When Thomas heard that the risen Christ had appeared, he was upfront about his doubts. So when Jesus appeared to Thomas one week later, he said to him directly (vs. 27) “Do not doubt but believe.” Believe—the Greek word here is “pistos”—it appears almost 100 times in John’s gospel. Now, Jesus knows that Thomas won’t be able to logically, rationally, wrap his head around the idea of resurrection. He is not giving him a homework assignment or making intellectual demands of Thomas. To believe—“pistos”—means something deeper. It means to be persuaded of something, to place confidence in something, to trust. It’s less a “head” thing and more a “heart” thing. Likewise, to whatever degree doubting Thomas abides in us, the faith answers we seek will not come from more study and rational thought. The answers will come from placing our confidence and trust in the One who is beyond all human knowledge and logic. In effect Jesus says to all us Doubting Thomases, “Don’t be untrusting, but trust.”
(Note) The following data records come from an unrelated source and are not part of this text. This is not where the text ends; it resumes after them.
/// Core types shared by the learnbox pipeline
use serde::{Deserialize, Serialize};
use std::fmt;
use std::time::Duration;
use thiserror::Error;

/// One learner submission. Created per request, never persisted.
#[derive(Clone, Debug, PartialEq, Eq, Serialize, Deserialize)]
pub struct CodeSubmission {
    /// Opaque id used to correlate logs and audit events
    pub id: String,
    /// Raw source text as received
    pub source: String,
}

impl CodeSubmission {
    /// Wrap source text with a fresh random id
    pub fn new(source: impl Into<String>) -> Self {
        Self {
            id: uuid::Uuid::new_v4().to_string(),
            source: source.into(),
        }
    }

    pub fn with_id(id: impl Into<String>, source: impl Into<String>) -> Self {
        Self {
            id: id.into(),
            source: source.into(),
        }
    }
}

/// Closed set of result kinds a caller can observe
#[derive(Clone, Copy, Debug, Serialize, Deserialize, PartialEq, Eq, Hash)]
pub enum OutcomeKind {
    #[serde(rename = "success")]
    Success,
    #[serde(rename = "blocked")]
    Blocked,
    #[serde(rename = "runtime_fault")]
    RuntimeFault,
    #[serde(rename = "resource_exceeded")]
    ResourceExceeded,
}

impl OutcomeKind {
    pub const ALL: [OutcomeKind; 4] = [
        OutcomeKind::Success,
        OutcomeKind::Blocked,
        OutcomeKind::RuntimeFault,
        OutcomeKind::ResourceExceeded,
    ];

    pub fn as_str(&self) -> &'static str {
        match self {
            OutcomeKind::Success => "success",
            OutcomeKind::Blocked => "blocked",
            OutcomeKind::RuntimeFault => "runtime_fault",
            OutcomeKind::ResourceExceeded => "resource_exceeded",
        }
    }
}

impl fmt::Display for OutcomeKind {
    fn fmt(&self, f: &mut fmt::Formatter<'_>) -> fmt::Result {
        f.write_str(self.as_str())
    }
}

/// Classified result of one submission, returned to the caller and then dropped
#[derive(Clone, Debug, Serialize, Deserialize, PartialEq, Eq)]
pub struct ExecutionOutcome {
    pub kind: OutcomeKind,
    /// Captured output (trimmed, possibly truncated) or the success marker
    pub output_text: String,
    /// One-line explanation, present for every non-success kind
    pub diagnostic: Option<String>,
    /// Whether the output buffer hit its cap
    pub truncated: bool,
}

impl ExecutionOutcome {
    pub fn is_success(&self) -> bool {
        self.kind == OutcomeKind::Success
    }
}

/// Output integrity classification, carried with every captured buffer
#[derive(Clone, Copy, Debug, Serialize, Deserialize, PartialEq, Eq)]
pub enum OutputIntegrity {
    #[serde(rename = "complete")]
    Complete,
    #[serde(rename = "truncated_by_limit")]
    TruncatedByLimit,
}

impl fmt::Display for OutputIntegrity {
    fn fmt(&self, f: &mut fmt::Formatter<'_>) -> fmt::Result {
        match self {
            OutputIntegrity::Complete => write!(f, "complete"),
            OutputIntegrity::TruncatedByLimit => write!(f, "truncated_by_limit"),
        }
    }
}

/// What the output capture held when a run completed
#[derive(Clone, Debug, Serialize, Deserialize, PartialEq, Eq)]
pub struct CapturedOutput {
    /// Untrimmed buffer content, never longer than the configured cap
    pub text: String,
    pub integrity: OutputIntegrity,
    /// Bytes offered by the program after the cap was reached
    #[serde(default)]
    pub dropped_bytes: u64,
}

impl CapturedOutput {
    pub fn is_truncated(&self) -> bool {
        self.integrity == OutputIntegrity::TruncatedByLimit
    }
}

/// Error categories raised by the interpreter, named the way learners know them
#[derive(Clone, Copy, Debug, Serialize, Deserialize, PartialEq, Eq)]
pub enum FaultKind {
    SyntaxError,
    NameError,
    TypeError,
    ValueError,
    IndexError,
    ZeroDivisionError,
    OverflowError,
    RecursionError,
}

impl FaultKind {
    pub fn as_str(&self) -> &'static str {
        match self {
            FaultKind::SyntaxError => "SyntaxError",
            FaultKind::NameError => "NameError",
            FaultKind::TypeError => "TypeError",
            FaultKind::ValueError => "ValueError",
            FaultKind::IndexError => "IndexError",
            FaultKind::ZeroDivisionError => "ZeroDivisionError",
            FaultKind::OverflowError => "OverflowError",
            FaultKind::RecursionError => "RecursionError",
        }
    }
}

impl fmt::Display for FaultKind {
    fn fmt(&self, f: &mut fmt::Formatter<'_>) -> fmt::Result {
        f.write_str(self.as_str())
    }
}

/// A fault raised by submitted code. This is a result, not a host error.
#[derive(Clone, Debug, Serialize, Deserialize, PartialEq, Eq)]
pub struct FaultDiagnostic {
    pub kind: FaultKind,
    pub message: String,
    /// 1-based source line, when known
    pub line: Option<usize>,
}

impl FaultDiagnostic {
    pub fn new(kind: FaultKind, message: impl Into<String>, line: Option<usize>) -> Self {
        Self {
            kind,
            message: message.into(),
            line,
        }
    }

    pub fn at(mut self, line: usize) -> Self {
        if self.line.is_none() {
            self.line = Some(line);
        }
        self
    }
}

impl fmt::Display for FaultDiagnostic {
    fn fmt(&self, f: &mut fmt::Formatter<'_>) -> fmt::Result {
        write!(f, "{}: {}", self.kind, self.message)?;
        if let Some(line) = self.line {
            write!(f, " (line {})", line)?;
        }
        Ok(())
    }
}

/// Unclassified result of running a validated submission.
///
/// There is no blocked variant: only the static validator can
/// block a submission, and it does so before anything runs.
#[derive(Clone, Debug, Serialize, Deserialize, PartialEq, Eq)]
#[serde(tag = "outcome", rename_all = "snake_case")]
pub enum RawOutcome {
    Completed(CapturedOutput),
    Faulted(FaultDiagnostic),
    TimedOut,
    MemoryExceeded,
}

/// Resource ceilings handed to the governor for one run
#[derive(Clone, Copy, Debug, PartialEq, Eq)]
pub struct ResourceLimits {
    pub wall_clock: Duration,
    pub memory_bytes: u64,
    pub output_bytes: usize,
}

/// Host-side failures. Submission faults never surface as these.
#[derive(Error, Debug)]
pub enum ServiceError {
    #[error("IO error: {0}")]
    Io(#[from] std::io::Error),

    #[error("Configuration error: {0}")]
    Config(String),

    #[error("Worker error: {0}")]
    Worker(String),

    #[error("Protocol error: {0}")]
    Protocol(String),

    #[error("Lesson store error: {0}")]
    Lessons(String),

    #[error("HTTP error: {0}")]
    Http(String),
}

pub type Result<T> = std::result::Result<T, ServiceError>;

impl From<nix::errno::Errno> for ServiceError {
    fn from(err: nix::errno::Errno) -> Self {
        ServiceError::Worker(err.to_string())
    }
}

impl From<serde_json::Error> for ServiceError {
    fn from(err: serde_json::Error) -> Self {
        ServiceError::Protocol(err.to_string())
    }
}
Serene Jones is the President of Union Theological Seminary in New York City—a brilliant scholar and theologian—and she points out two reasons why the story of Doubting Thomas is so powerful for us today. First, the risen Christ did not open up the door and casually stroll into the room to join the disciples in their post-Easter deliberations. He was never simply another voice in this world’s arguments about truth and justice. No, Jesus passed right through a closed, locked door—showing it to be a feeble earthly barricade as all human barriers are in relation to a living, all-powerful God. Second, he passed through that flimsy barrier solely for the purpose of getting to where fearful disciples were gathered. And if once was not enough, he would do it a second time, especially to reach dear ol’ skeptical Thomas, whom no one else seemed able to convince.3 Nothing will stop Christ from coming to us in our time of need.
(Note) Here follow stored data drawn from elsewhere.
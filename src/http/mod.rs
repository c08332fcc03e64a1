//! Minimal HTTP/1.1 front end for the sandbox and the lesson store.

pub mod request;
pub mod response;
pub mod router;
pub mod server;

pub use request::{read_request, Request, RequestError};
pub use response::Response;
pub use router::Router;
pub use server::HttpServer;
//! Per-cycle counters shared between the scheduler and its fixture runners.

use std::sync::atomic::{AtomicUsize, Ordering};

use dashmap::DashMap;

use matchday_engine::FixtureId;

/// Goal tallies per fixture and the number of fixtures that finished this
/// cycle. Owned by the scheduler and reset at the start of every cycle.
pub struct CycleCounters {
    goals: DashMap<FixtureId, u32>,
    completed: AtomicUsize,
}

impl CycleCounters {
    pub fn new() -> Self {
        Self {
            goals: DashMap::new(),
            completed: AtomicUsize::new(0),
        }
    }

    /// Zero every counter and register the fixtures of the new cycle.
    pub fn reset(&self, fixtures: impl IntoIterator<Item = FixtureId>) {
        self.goals.clear();
        for id in fixtures {
            self.goals.insert(id, 0);
        }
        self.completed.store(0, Ordering::SeqCst);
    }

    /// Count one goal for `fixture` unless it already reached `cap`.
    ///
    /// Check and increment happen under the fixture's shard lock, so two
    /// candidates racing for the last slot cannot both win.
    pub fn try_claim_goal(&self, fixture: FixtureId, cap: u32) -> bool {
        let mut goals = self.goals.entry(fixture).or_insert(0);
        if *goals >= cap {
            return false;
        }
        *goals += 1;
        true
    }

    pub fn goals(&self, fixture: FixtureId) -> u32 {
        self.goals.get(&fixture).map(|g| *g).unwrap_or(0)
    }

    /// Record a fixture reaching full time. Returns the new total.
    pub fn mark_completed(&self) -> usize {
        self.completed.fetch_add(1, Ordering::SeqCst) + 1
    }

    pub fn completed(&self) -> usize {
        self.completed.load(Ordering::SeqCst)
    }
}

impl Default for CycleCounters {
    fn default() -> Self {
        Self::new()
    }
}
Jesus, the risen Christ, offered peace back then and he offers peace now. Jesus, the risen Christ, extends his wounded hands and calls us to look closely at wherever scars are present in this world. For wherever brutal violence is honestly acknowledged, it is in those places that Christ is most truly and powerfully present. He is present in a way that dispels doubts. He is present in a way that changes everything. He is present in a way that pushes us to say, “My Lord and my God” no matter who else may overhear us or be surprised by our profession of faith. Jesus Christ, the risen Lord, is the one who comes through our locked doors, who knows our wounds and openly shares his own, and in him do we place our “pistos,” our confidence, trust, faith, hope and belief.
So today consider these three questions: 1) Behind what closed door in your life is Christ anxious to appear? 2) How will you be the voice of Thomas so that others may be healed, renewed and redeemed this day? 3) How will you trust Christ Jesus more fully today?
AMEN
1 Garrison Keillor, The Keillor Reader, p. 57.
2 Alexander Rose, book review of A Higher Form of Killing by Diana Preston, New York Times Book Review, April 5, 2015, p. 12.
3 Serene Jones, Theological Perspective – John 20:19-31, Feasting on the Word, Second Sunday of Easter, p. 402.